Josh Fox Digs Deeper into Fracking Debate

Gasland II, the sequel to the Oscar-nominated and Sundance Film Festival award-winning documentary Gasland, made by acclaimed filmmaker Josh Fox, of Milanville, in Northeast Pennsylvania, will debut at 9 p.m., July 8, on HBO.
Gasland II continues to expose the human cost of the controversial practice of hydraulic fracking as a means of extracting natural gas from the Marcellus Shale formation in Pennsylvania and other shale formations throughout the country. Fox also chronicles a disturbing trend towards anti-terrorist practices and electronic surveillance employed by governmental agencies to limit the freedoms of fracking opponents.
More than 80,000 pounds of chemicals and 3.5 million gallons of water are injected into the Earth’s crust to frack each well. Sixty-five of the compounds have been determined to be hazardous to human health. Also, 70 percent of the water and chemical mixture injected is not retrieved in the fracking process, nor is it biodegradable.

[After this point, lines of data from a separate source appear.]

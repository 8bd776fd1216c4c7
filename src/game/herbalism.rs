//! # Herbalism - Gathering and Identification
//!
//! ```text
//! /gather terrain:forest
//!     attempts left? ──no──▶ refuse
//!         │yes (spend one)
//!     d20 + herbalism bonus = total
//!     terrain_tables["forest"][total] ──miss──▶ "nothing found"
//!         │hit
//!     +1..=4 units of the ingredient
//! ```
//!
//! Identification rolls against `10 + ingredient DC` and is limited to one
//! attempt per ingredient per in-game day.

use log::info;
use serde::{Deserialize, Serialize};
use std::collections::BTreeMap;

use super::check::{Check, CheckModifiers};
use super::clock::PlayerCooldown;
use super::dice::Roller;
use super::errors::{GameError, GameResult};
use super::inventory::Inventories;
use super::stats::PlayerStats;
use crate::logutil::escape_log;

/// Unidentified herb name as it appears in inventories.
pub const UNIDENTIFIED_COMMON: &str = "Common Ingredient";

/// What an unidentified common herb can turn out to be.
pub const COMMON_INGREDIENTS: [&str; 4] = [
    "Wild Sageroot",
    "Mandrake Root",
    "Bloodgrass",
    "Milkweed Seeds",
];

fn common_rarity() -> String {
    "Common".to_string()
}

#[derive(Debug, Clone, PartialEq, Eq, Serialize, Deserialize)]
pub struct Ingredient {
    #[serde(default = "common_rarity")]
    pub rarity: String,
    #[serde(default)]
    pub effect: String,
    #[serde(rename = "DC", alias = "dc", default)]
    pub dc: i64,
    #[serde(default, skip_serializing_if = "Option::is_none")]
    pub base_price: Option<u32>,
}

/// `ingredients.json`.
pub type IngredientTable = BTreeMap<String, Ingredient>;

/// `terrain_tables.json`: terrain to roll total (as a string) to ingredient.
pub type TerrainTables = BTreeMap<String, BTreeMap<String, String>>;

/// Case-insensitive lookup returning the canonical name.
pub fn find_ingredient<'a>(table: &'a IngredientTable, name: &str) -> Option<(&'a str, &'a Ingredient)> {
    let wanted = name.trim().to_lowercase();
    table
        .iter()
        .find(|(k, _)| k.to_lowercase() == wanted)
        .map(|(k, v)| (k.as_str(), v))
}

#[derive(Debug, Clone, PartialEq, Eq)]
pub struct Found {
    pub ingredient: String,
    pub quantity: u32,
    pub rarity: String,
}

#[derive(Debug, Clone, PartialEq, Eq)]
pub struct GatherReport {
    pub terrain: String,
    pub roll: i64,
    pub modifiers: CheckModifiers,
    pub found: Option<Found>,
    pub attempts_left: u32,
}

impl GatherReport {
    pub fn total(&self) -> i64 {
        self.roll.saturating_add(self.modifiers.total())
    }
}

#[derive(Debug, Clone, PartialEq, Eq)]
pub struct IdentifyReport {
    pub ingredient: String,
    pub effect: String,
    pub check: Check,
    /// An unidentified unit was held and swapped for the named ingredient.
    pub swapped: bool,
}

impl IdentifyReport {
    pub fn success(&self) -> bool {
        self.check.outcome.is_success()
    }
}

/// Rules and reference tables for gathering and identifying.
pub struct Herbalist<'a> {
    pub ingredients: &'a IngredientTable,
    pub terrains: &'a TerrainTables,
    pub tool_bonus: i64,
}

impl<'a> Herbalist<'a> {
    /// Terrain names in table order, for the selection prompt.
    pub fn terrain_names(&self) -> Vec<&'a str> {
        self.terrains.keys().map(|k| k.as_str()).collect()
    }

    /// Spend one attempt and search `terrain`. An unknown terrain is refused
    /// before any attempt is spent.
    #[allow(clippy::too_many_arguments)]
    pub fn gather(
        &self,
        player: &str,
        terrain: &str,
        stats: &PlayerStats,
        cooldown: &mut PlayerCooldown,
        inventory: &mut Inventories,
        now_hour: u64,
        roller: &mut dyn Roller,
    ) -> GameResult<GatherReport> {
        if self.terrains.is_empty() {
            return Err(GameError::NotFound(
                "no terrain data found; an admin should update terrain_tables.json".into(),
            ));
        }
        let wanted = terrain.trim().to_lowercase();
        let (terrain_name, table) = self
            .terrains
            .iter()
            .find(|(k, _)| k.to_lowercase() == wanted)
            .ok_or_else(|| GameError::NotFound(format!("invalid terrain selection: {}", terrain)))?;

        if !cooldown.take_gather_attempt(now_hour) {
            return Err(GameError::NotReady(
                "you have no gathering attempts left; wait for more in-game time to pass".into(),
            ));
        }

        let modifiers = CheckModifiers::herbalism(stats, self.tool_bonus);
        let roll = roller.d20();
        let total = roll.saturating_add(modifiers.total());

        let found = match table.get(&total.to_string()) {
            Some(name) if name != "Nothing found" => {
                let quantity = roller.range(1, 4) as u32;
                let rarity = self
                    .ingredients
                    .get(name)
                    .map(|i| i.rarity.clone())
                    .unwrap_or_else(|| "Unknown".to_string());
                inventory.add(player, name, quantity);
                Some(Found {
                    ingredient: name.clone(),
                    quantity,
                    rarity,
                })
            }
            _ => None,
        };

        info!(
            "{} rolled {} = {} + {} in {}; found {}",
            escape_log(player),
            total,
            roll,
            modifiers,
            escape_log(terrain_name),
            found
                .as_ref()
                .map(|f| format!("{}x {}", f.quantity, f.ingredient))
                .unwrap_or_else(|| "nothing".into())
        );

        Ok(GatherReport {
            terrain: terrain_name.clone(),
            roll,
            modifiers,
            found,
            attempts_left: cooldown.gather_attempts,
        })
    }

    /// Try to identify an herb. Both success and failure use up the day's
    /// attempt for that name.
    #[allow(clippy::too_many_arguments)]
    pub fn identify(
        &self,
        player: &str,
        name: &str,
        stats: &PlayerStats,
        cooldown: &mut PlayerCooldown,
        inventory: &mut Inventories,
        today: u64,
        roller: &mut dyn Roller,
    ) -> GameResult<IdentifyReport> {
        let asked = name.trim().to_lowercase();
        let (identified, unidentified) = if asked.contains("common ingredient") {
            let pick = COMMON_INGREDIENTS[roller.pick(COMMON_INGREDIENTS.len())];
            (pick.to_string(), UNIDENTIFIED_COMMON.to_string())
        } else {
            let (canonical, _) = find_ingredient(self.ingredients, &asked)
                .ok_or_else(|| GameError::NotFound("that ingredient does not exist in my records".into()))?;
            (canonical.to_string(), canonical.to_string())
        };

        let data = self.ingredients.get(&identified).ok_or_else(|| {
            log::error!("{} matched by name but is missing from ingredients.json", identified);
            GameError::NotFound("I can't seem to find details on this ingredient; check your spelling".into())
        })?;

        if !cooldown.can_identify(&asked, today) {
            return Err(GameError::NotReady(format!(
                "you have already attempted to identify {} today; try again tomorrow",
                asked
            )));
        }

        let check = Check::roll(roller, CheckModifiers::herbalism(stats, self.tool_bonus), data.dc.saturating_add(10));
        cooldown.record_identify(&asked, today);

        let mut swapped = false;
        if check.outcome.is_success() && inventory.remove(player, &unidentified, 1) > 0 {
            inventory.add(player, &identified, 1);
            swapped = true;
        }
        info!(
            "{} rolled {} vs DC {} to identify {}: {:?}",
            escape_log(player),
            check.total(),
            check.dc,
            escape_log(&identified),
            check.outcome
        );

        Ok(IdentifyReport {
            ingredient: identified,
            effect: data.effect.clone(),
            check,
            swapped,
        })
    }
}
//! Gold balances (`gold_data.json`).

use serde::{Deserialize, Serialize};
use std::collections::BTreeMap;

use super::currency::Coins;
use super::errors::GameResult;

#[derive(Debug, Clone, Default, PartialEq, Eq, Serialize, Deserialize)]
#[serde(transparent)]
pub struct GoldBook(BTreeMap<String, Coins>);

impl GoldBook {
    /// Initialize a zero balance when the player has none. Returns the balance.
    pub fn ensure(&mut self, player: &str) -> Coins {
        *self.0.entry(player.to_string()).or_default()
    }

    pub fn balance(&self, player: &str) -> Coins {
        self.0.get(player).copied().unwrap_or_default()
    }

    pub fn set(&mut self, player: &str, coins: Coins) {
        self.0.insert(player.to_string(), coins.normalized());
    }

    /// Add coins to a player. Used for sales and admin grants.
    pub fn credit(&mut self, player: &str, coins: Coins) -> Coins {
        let updated = self.balance(player).checked_add(coins);
        self.set(player, updated);
        updated
    }

    /// Remove coins, refusing when the player is short.
    pub fn debit(&mut self, player: &str, coins: Coins) -> GameResult<Coins> {
        let updated = self.balance(player).checked_sub(coins)?;
        self.set(player, updated);
        Ok(updated)
    }

    /// Move coins between players. Nothing changes when the giver is short.
    pub fn give(&mut self, from: &str, to: &str, coins: Coins) -> GameResult<()> {
        self.debit(from, coins)?;
        self.credit(to, coins);
        Ok(())
    }

    /// Admin removal.
    pub fn take(&mut self, player: &str, coins: Coins) -> GameResult<Coins> {
        self.ensure(player);
        self.debit(player, coins)
    }

    /// Admin reward minted from nowhere.
    pub fn grant(&mut self, player: &str, coins: Coins) -> Coins {
        self.credit(player, coins)
    }
}
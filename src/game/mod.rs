//! # Game Rules
//!
//! Plain data types for every JSON document plus the rules that mutate them.
//! Nothing here touches the filesystem; the bot layer loads documents through
//! [`crate::storage::JsonStore`], hands them to these functions, and stages
//! the results back.
//!
//! ```text
//! check ◀── alchemy, herbalism          (d20 rule)
//! dice  ◀── everything random           (Roller seam)
//! currency ◀── gold, shop, market       (gp / sp / cp)
//! inventory ◀── alchemy, herbalism, market, shop
//! ```

pub mod alchemy;
pub mod audit;
pub mod check;
pub mod clock;
pub mod currency;
pub mod dice;
pub mod errors;
pub mod gold;
pub mod herbalism;
pub mod inventory;
pub mod market;
pub mod requests;
pub mod responses;
pub mod shop;
pub mod stats;

pub use check::{resolve, Check, CheckModifiers, CheckOutcome};
pub use currency::Coins;
pub use dice::{Roller, ScriptedRoller, ThreadRoller};
pub use errors::{GameError, GameResult};
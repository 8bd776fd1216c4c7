//! # Configuration Management Module
//!
//! TOML configuration for both personas. A single file drives the console
//! front end, the data layout and the tunable game constants.
//!
//! ## Configuration Structure
//!
//! - [`BotConfig`] - Persona names, admin ids, chat message limits
//! - [`StorageConfig`] - Data, shared and defaults folders
//! - [`LoggingConfig`] - Log level and optional log file
//! - [`GameConfig`] - Attempts, bonuses, refresh periods and caps
//!
//! ## Usage
//!
//! ```rust,no_run
//! use tavernkeep::config::Config;
//!
//! #[tokio::main]
//! async fn main() -> anyhow::Result<()> {
//!     Config::create_default("config.toml").await?;
//!     let config = Config::load("config.toml").await?;
//!     println!("Data dir: {}", config.storage.data_dir);
//!     Ok(())
//! }
//! ```
//!
//! ## Configuration File Format
//!
//! ```toml
//! [bot]
//! basil_name = "Basil"
//! stanley_name = "Stanley"
//! admin_ids = ["1001"]
//!
//! [storage]
//! data_dir = "./data"
//! defaults_dir = "./data/defaults"
//!
//! [game]
//! gather_attempts_per_day = 3
//! market_refresh_days = 7
//! ```
//!
//! Every `[game]` key may be omitted; missing keys take the defaults shown
//! in [`GameConfig::default`].

use anyhow::{anyhow, Result};
use serde::{Deserialize, Serialize};
use tokio::fs;

#[derive(Debug, Clone, Serialize, Deserialize)]
pub struct BotConfig {
    pub basil_name: String,
    pub stanley_name: String,
    /// User ids allowed to run admin-only commands.
    #[serde(default)]
    pub admin_ids: Vec<String>,
    /// Longest single chat message.
    #[serde(default = "default_message_limit")]
    pub message_limit: usize,
    /// Longest embed field value.
    #[serde(default = "default_field_limit")]
    pub embed_field_limit: usize,
}

fn default_message_limit() -> usize {
    2000
}

fn default_field_limit() -> usize {
    1024
}

impl BotConfig {
    pub fn is_admin(&self, user_id: &str) -> bool {
        self.admin_ids.iter().any(|id| id == user_id)
    }
}

#[derive(Debug, Clone, Serialize, Deserialize)]
pub struct StorageConfig {
    pub data_dir: String,
    /// Folder for shared documents when it lives outside `data_dir`.
    #[serde(default, skip_serializing_if = "Option::is_none")]
    pub shared_dir: Option<String>,
    pub defaults_dir: String,
}

#[derive(Debug, Clone, Serialize, Deserialize)]
pub struct LoggingConfig {
    pub level: String,
    pub file: Option<String>,
}

#[derive(Debug, Clone, Serialize, Deserialize)]
#[serde(default)]
pub struct GameConfig {
    pub gather_attempts_per_day: u32,
    /// Flat bonus for herbalism kit or alchemist's tools.
    pub tool_bonus: i64,
    /// Basil's own brewing bonus.
    pub basil_craft_bonus: i64,
    pub market_refresh_days: u32,
    pub audit_cap: usize,
    /// Minimum stock after an admin shop refresh.
    pub default_restock: u32,
    pub confirm_timeout_secs: u64,
    /// Shelf price for Basil's brews moved to the market by `/open_shop`.
    pub crafted_potion_price_gp: u32,
}

impl Default for GameConfig {
    fn default() -> Self {
        Self {
            gather_attempts_per_day: 3,
            tool_bonus: 2,
            basil_craft_bonus: 8,
            market_refresh_days: 7,
            audit_cap: 50,
            default_restock: 3,
            confirm_timeout_secs: 30,
            crafted_potion_price_gp: 50,
        }
    }
}

#[derive(Debug, Clone, Serialize, Deserialize)]
pub struct Config {
    pub bot: BotConfig,
    pub storage: StorageConfig,
    pub logging: LoggingConfig,
    #[serde(default)]
    pub game: GameConfig,
}

impl Config {
    /// Load configuration from a file
    pub async fn load(path: &str) -> Result<Self> {
        let content = fs::read_to_string(path)
            .await
            .map_err(|e| anyhow!("Failed to read config file {}: {}", path, e))?;

        let config: Config = toml::from_str(&content)
            .map_err(|e| anyhow!("Failed to parse config file {}: {}", path, e))?;

        config.validate()?;
        Ok(config)
    }

    /// Create a default configuration file
    pub async fn create_default(path: &str) -> Result<()> {
        let config = Config::default();
        let content = toml::to_string_pretty(&config)
            .map_err(|e| anyhow!("Failed to serialize default config: {}", e))?;

        fs::write(path, content)
            .await
            .map_err(|e| anyhow!("Failed to write config file {}: {}", path, e))?;

        Ok(())
    }

    /// Reject values that would make the game rules misbehave.
    pub fn validate(&self) -> Result<()> {
        if self.bot.message_limit < 100 {
            return Err(anyhow!("bot.message_limit must be at least 100"));
        }
        if self.bot.embed_field_limit == 0 || self.bot.embed_field_limit > self.bot.message_limit {
            return Err(anyhow!("bot.embed_field_limit must be between 1 and bot.message_limit"));
        }
        if self.game.market_refresh_days == 0 {
            return Err(anyhow!("game.market_refresh_days must be at least 1"));
        }
        if self.game.audit_cap == 0 {
            return Err(anyhow!("game.audit_cap must be at least 1"));
        }
        Ok(())
    }
}

impl Default for Config {
    fn default() -> Self {
        Config {
            bot: BotConfig {
                basil_name: "Basil".to_string(),
                stanley_name: "Stanley".to_string(),
                admin_ids: Vec::new(),
                message_limit: default_message_limit(),
                embed_field_limit: default_field_limit(),
            },
            storage: StorageConfig {
                data_dir: "./data".to_string(),
                shared_dir: None,
                defaults_dir: "./data/defaults".to_string(),
            },
            logging: LoggingConfig {
                level: "info".to_string(),
                file: Some("tavernkeep.log".to_string()),
            },
            game: GameConfig::default(),
        }
    }
}
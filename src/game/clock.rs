//! In-game time and per-player cooldowns.
//!
//! The clock only moves when an admin runs `/advance_time`. Every day
//! rollover refills each player's gather attempts.

use serde::{Deserialize, Serialize};
use std::collections::BTreeMap;

pub const DEFAULT_GATHER_ATTEMPTS: u32 = 3;

#[derive(Debug, Clone, Copy, Default, PartialEq, Eq, Serialize, Deserialize)]
pub struct InGameTime {
    #[serde(default)]
    pub days: u64,
    #[serde(default)]
    pub hours: u64,
}

impl InGameTime {
    /// Move the clock forward, rolling whole days out of the hour counter.
    /// Returns the number of day boundaries crossed.
    pub fn advance(&mut self, hours: u64) -> u64 {
        let before = self.days;
        self.hours = self.hours.saturating_add(hours);
        if self.hours >= 24 {
            self.days = self.days.saturating_add(self.hours / 24);
            self.hours %= 24;
        }
        self.days - before
    }

    pub fn total_hours(&self) -> u64 {
        self.days.saturating_mul(24).saturating_add(self.hours)
    }
}

fn default_attempts() -> u32 {
    DEFAULT_GATHER_ATTEMPTS
}

fn never() -> i64 {
    -999
}

#[derive(Debug, Clone, PartialEq, Eq, Serialize, Deserialize)]
pub struct PlayerCooldown {
    #[serde(default = "default_attempts")]
    pub gather_attempts: u32,
    #[serde(default = "never")]
    pub last_gather_hour: i64,
    /// `identify_<name>_day` keys, stored flat alongside the other fields.
    #[serde(flatten)]
    pub identify_days: BTreeMap<String, i64>,
}

impl PlayerCooldown {
    pub fn new(attempts: u32) -> Self {
        Self {
            gather_attempts: attempts,
            last_gather_hour: never(),
            identify_days: BTreeMap::new(),
        }
    }

    fn identify_key(ingredient: &str) -> String {
        format!("identify_{}_day", ingredient.trim().to_lowercase())
    }

    /// At most one identify attempt per ingredient per in-game day.
    pub fn can_identify(&self, ingredient: &str, today: u64) -> bool {
        match self.identify_days.get(&Self::identify_key(ingredient)) {
            Some(last) => (today as i64) - *last >= 1,
            None => true,
        }
    }

    pub fn record_identify(&mut self, ingredient: &str, today: u64) {
        self.identify_days
            .insert(Self::identify_key(ingredient), today as i64);
    }

    /// Spend one gather attempt. False when none remain.
    pub fn take_gather_attempt(&mut self, now_hour: u64) -> bool {
        if self.gather_attempts == 0 {
            return false;
        }
        self.gather_attempts -= 1;
        self.last_gather_hour = now_hour as i64;
        true
    }
}

/// `player_cooldowns.json`: player id to cooldown record.
#[derive(Debug, Clone, Default, PartialEq, Eq, Serialize, Deserialize)]
#[serde(transparent)]
pub struct Cooldowns(BTreeMap<String, PlayerCooldown>);

impl Cooldowns {
    /// The player's record, created with a full set of attempts on first use.
    pub fn entry(&mut self, player: &str, attempts: u32) -> &mut PlayerCooldown {
        self.0
            .entry(player.to_string())
            .or_insert_with(|| PlayerCooldown::new(attempts))
    }

    pub fn get(&self, player: &str) -> Option<&PlayerCooldown> {
        self.0.get(player)
    }

    /// Refill every player's gather attempts. Called on day rollover.
    pub fn reset_gather_attempts(&mut self, attempts: u32) -> usize {
        for cd in self.0.values_mut() {
            cd.gather_attempts = attempts;
        }
        self.0.len()
    }
}

#[cfg(test)]
mod tests {
    use super::*;

    #[test]
    fn advance_rolls_hours_into_days() {
        let mut t = InGameTime { days: 0, hours: 20 };
        assert_eq!(t.advance(3), 0);
        assert_eq!(t, InGameTime { days: 0, hours: 23 });
        assert_eq!(t.advance(50), 2);
        assert_eq!(t, InGameTime { days: 2, hours: 1 });
    }

    #[test]
    fn new_players_start_with_full_attempts() {
        let mut cds = Cooldowns::default();
        let cd = cds.entry("1", 3);
        assert!(cd.take_gather_attempt(5));
        assert!(cd.take_gather_attempt(5));
        assert!(cd.take_gather_attempt(6));
        assert!(!cd.take_gather_attempt(7));
        assert_eq!(cds.reset_gather_attempts(3), 1);
        assert_eq!(cds.get("1").unwrap().gather_attempts, 3);
    }

    #[test]
    fn identify_once_per_day() {
        let mut cd = PlayerCooldown::new(3);
        assert!(cd.can_identify("Bloodgrass", 4));
        cd.record_identify("Bloodgrass", 4);
        assert!(!cd.can_identify("bloodgrass", 4));
        assert!(cd.can_identify("Bloodgrass", 5));
    }

    #[test]
    fn identify_keys_are_stored_flat() {
        let mut cd = PlayerCooldown::new(2);
        cd.record_identify("Mandrake Root", 1);
        let json = serde_json::to_value(&cd).unwrap();
        assert_eq!(json["identify_mandrake root_day"], 1);
        assert_eq!(json["gather_attempts"], 2);

        let parsed: PlayerCooldown = serde_json::from_value(json).unwrap();
        assert_eq!(parsed, cd);
    }

    #[test]
    fn missing_fields_use_defaults() {
        let cd: PlayerCooldown = serde_json::from_str("{}").unwrap();
        assert_eq!(cd.gather_attempts, DEFAULT_GATHER_ATTEMPTS);
        assert_eq!(cd.last_gather_hour, -999);
    }
}
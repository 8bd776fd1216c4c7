//! Line-oriented front end: one command per line on stdin, replies on stdout.
//!
//! Besides persona commands the console understands two control lines:
//! `:as <id> [name]` switches the acting caller and `:admin on|off` toggles
//! admin rights for the current caller. `:quit` ends the session.

use anyhow::Result;
use log::{debug, info};
use tokio::io::{AsyncBufRead, AsyncBufReadExt, AsyncWrite, AsyncWriteExt};

use super::command::Caller;
use super::Bot;

enum Control {
    SwitchCaller(Caller),
    Admin(bool),
    Quit,
    Unknown(String),
}

fn control(line: &str, current: &Caller, admin_ids: &[String]) -> Option<Control> {
    let rest = line.strip_prefix(':')?;
    let mut words = rest.split_whitespace();
    let verb = words.next().unwrap_or_default();
    Some(match verb {
        "as" => match words.next() {
            Some(id) => {
                let name = words.collect::<Vec<_>>().join(" ");
                let name = if name.is_empty() { id.to_string() } else { name };
                let is_admin = admin_ids.iter().any(|a| a == id);
                Control::SwitchCaller(Caller::new(id, name).admin(is_admin))
            }
            None => Control::Unknown("usage: :as <id> [name]".into()),
        },
        "admin" => match words.next() {
            Some("on") => Control::Admin(true),
            Some("off") => Control::Admin(false),
            _ => Control::Unknown(format!(
                "usage: :admin on|off (currently {})",
                if current.is_admin { "on" } else { "off" }
            )),
        },
        "quit" | "exit" => Control::Quit,
        other => Control::Unknown(format!("unknown console command :{}", other)),
    })
}

/// Run `bot` over `input` until end of input or `:quit`.
pub async fn run<R, W>(bot: &mut Bot, mut caller: Caller, input: R, mut output: W) -> Result<()>
where
    R: AsyncBufRead + Unpin,
    W: AsyncWrite + Unpin,
{
    let name = bot.persona().display_name(bot.config()).to_string();
    let presence = bot.presence();
    output
        .write_all(format!("🟢 {} is online: {}\n", name, presence).as_bytes())
        .await?;
    output.flush().await?;
    info!("{} console started for {}", name, caller.user_id);

    let admin_ids = bot.config().bot.admin_ids.clone();
    let mut lines = input.lines();
    while let Some(line) = lines.next_line().await? {
        let line = line.trim();
        if line.is_empty() {
            continue;
        }
        if let Some(ctl) = control(line, &caller, &admin_ids) {
            let note = match ctl {
                Control::SwitchCaller(next) => {
                    caller = next;
                    format!("acting as {} ({}), admin {}", caller.display_name, caller.user_id, caller.is_admin)
                }
                Control::Admin(on) => {
                    caller.is_admin = on;
                    format!("admin {}", if on { "on" } else { "off" })
                }
                Control::Quit => break,
                Control::Unknown(msg) => msg,
            };
            output.write_all(format!("* {}\n", note).as_bytes()).await?;
            output.flush().await?;
            continue;
        }

        let replies = bot.handle(&caller, line).await;
        if replies.is_empty() {
            debug!("Ignored non-command line");
        }
        for reply in replies {
            output.write_all(reply.render().as_bytes()).await?;
            output.write_all(b"\n").await?;
        }
        output.flush().await?;
    }
    info!("{} console closed", name);
    Ok(())
}
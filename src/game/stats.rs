//! Player ability modifiers and tool proficiencies, shared by both personas.

use serde::{Deserialize, Serialize};
use std::collections::BTreeMap;
use std::ops::RangeInclusive;

use super::errors::{GameError, GameResult};

/// Accepted range for ability modifiers.
pub const MODIFIER_RANGE: RangeInclusive<i64> = -10..=30;
/// Accepted range for the proficiency bonus.
pub const PROFICIENCY_RANGE: RangeInclusive<i64> = 0..=10;

/// Refuse a value outside `range`, naming the stat in the refusal.
pub fn check_range(name: &str, value: i64, range: RangeInclusive<i64>) -> GameResult<i64> {
    if range.contains(&value) {
        Ok(value)
    } else {
        Err(GameError::InvalidArgument(format!(
            "`{}` must be between {} and {}",
            name,
            range.start(),
            range.end()
        )))
    }
}

#[derive(Debug, Clone, Default, PartialEq, Eq, Serialize, Deserialize)]
pub struct PlayerStats {
    #[serde(default, alias = "intelligence")]
    pub intelligence_mod: i64,
    #[serde(default, alias = "wisdom")]
    pub wisdom_mod: i64,
    #[serde(default, alias = "proficiency")]
    pub proficiency_bonus: i64,
    /// Proficient in both herbalism and alchemy.
    #[serde(default)]
    pub proficient: bool,
    #[serde(default)]
    pub herbalism_kit: bool,
    #[serde(default)]
    pub alchemist_tools: bool,
    #[serde(default, alias = "charisma")]
    pub charisma_mod: i64,
    #[serde(default)]
    pub proficient_persuasion: bool,
}

impl PlayerStats {
    /// Better of the intelligence and wisdom modifiers.
    pub fn best_mental_mod(&self) -> i64 {
        self.intelligence_mod.max(self.wisdom_mod)
    }

    /// Proficiency bonus, or 0 when not proficient.
    pub fn applied_proficiency(&self) -> i64 {
        if self.proficient {
            self.proficiency_bonus
        } else {
            0
        }
    }
}

/// `player_stats.json`: player id to stats.
pub type StatsTable = BTreeMap<String, PlayerStats>;

/// Stats for a player, or all zeros when they have never set any.
pub fn stats_for(table: &StatsTable, player: &str) -> PlayerStats {
    table.get(player).cloned().unwrap_or_default()
}

#[cfg(test)]
mod tests {
    use super::*;

    #[test]
    fn legacy_key_spellings_are_accepted() {
        let s: PlayerStats = serde_json::from_str(
            r#"{"intelligence": 3, "wisdom": 1, "proficiency": 2, "proficient": true, "charisma": -1}"#,
        )
        .unwrap();
        assert_eq!(s.intelligence_mod, 3);
        assert_eq!(s.wisdom_mod, 1);
        assert_eq!(s.proficiency_bonus, 2);
        assert_eq!(s.charisma_mod, -1);
        assert_eq!(s.best_mental_mod(), 3);
        assert_eq!(s.applied_proficiency(), 2);
    }

    #[test]
    fn ranges_bound_modifiers_and_proficiency() {
        assert_eq!(check_range("wisdom", -10, MODIFIER_RANGE).unwrap(), -10);
        assert_eq!(check_range("wisdom", 30, MODIFIER_RANGE).unwrap(), 30);
        assert!(check_range("wisdom", 31, MODIFIER_RANGE).is_err());
        assert!(check_range("proficiency", -1, PROFICIENCY_RANGE).is_err());
        let err = check_range("intelligence", i64::MAX, MODIFIER_RANGE).unwrap_err();
        assert_eq!(err.to_string(), "invalid argument: `intelligence` must be between -10 and 30");
    }

    #[test]
    fn unknown_player_gets_zeroed_stats() {
        let table = StatsTable::new();
        assert_eq!(stats_for(&table, "nobody"), PlayerStats::default());
    }
}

A loophole in the 2005 U.S. Energy Bill exempts drillers from conforming to such EPA guidelines as the Clean Water Act. Fox presents both leading scientists and real people that are struggling with contaminated water wells, devastated home and land values and serious health effects that have occurred since fracking was initiated in their local areas.
Residents in the Delaware River watershed are advised that pending legislation could open this area, which serves more than 20 million people, including New York City, Philadelphia and most of New Jersey, to fracking.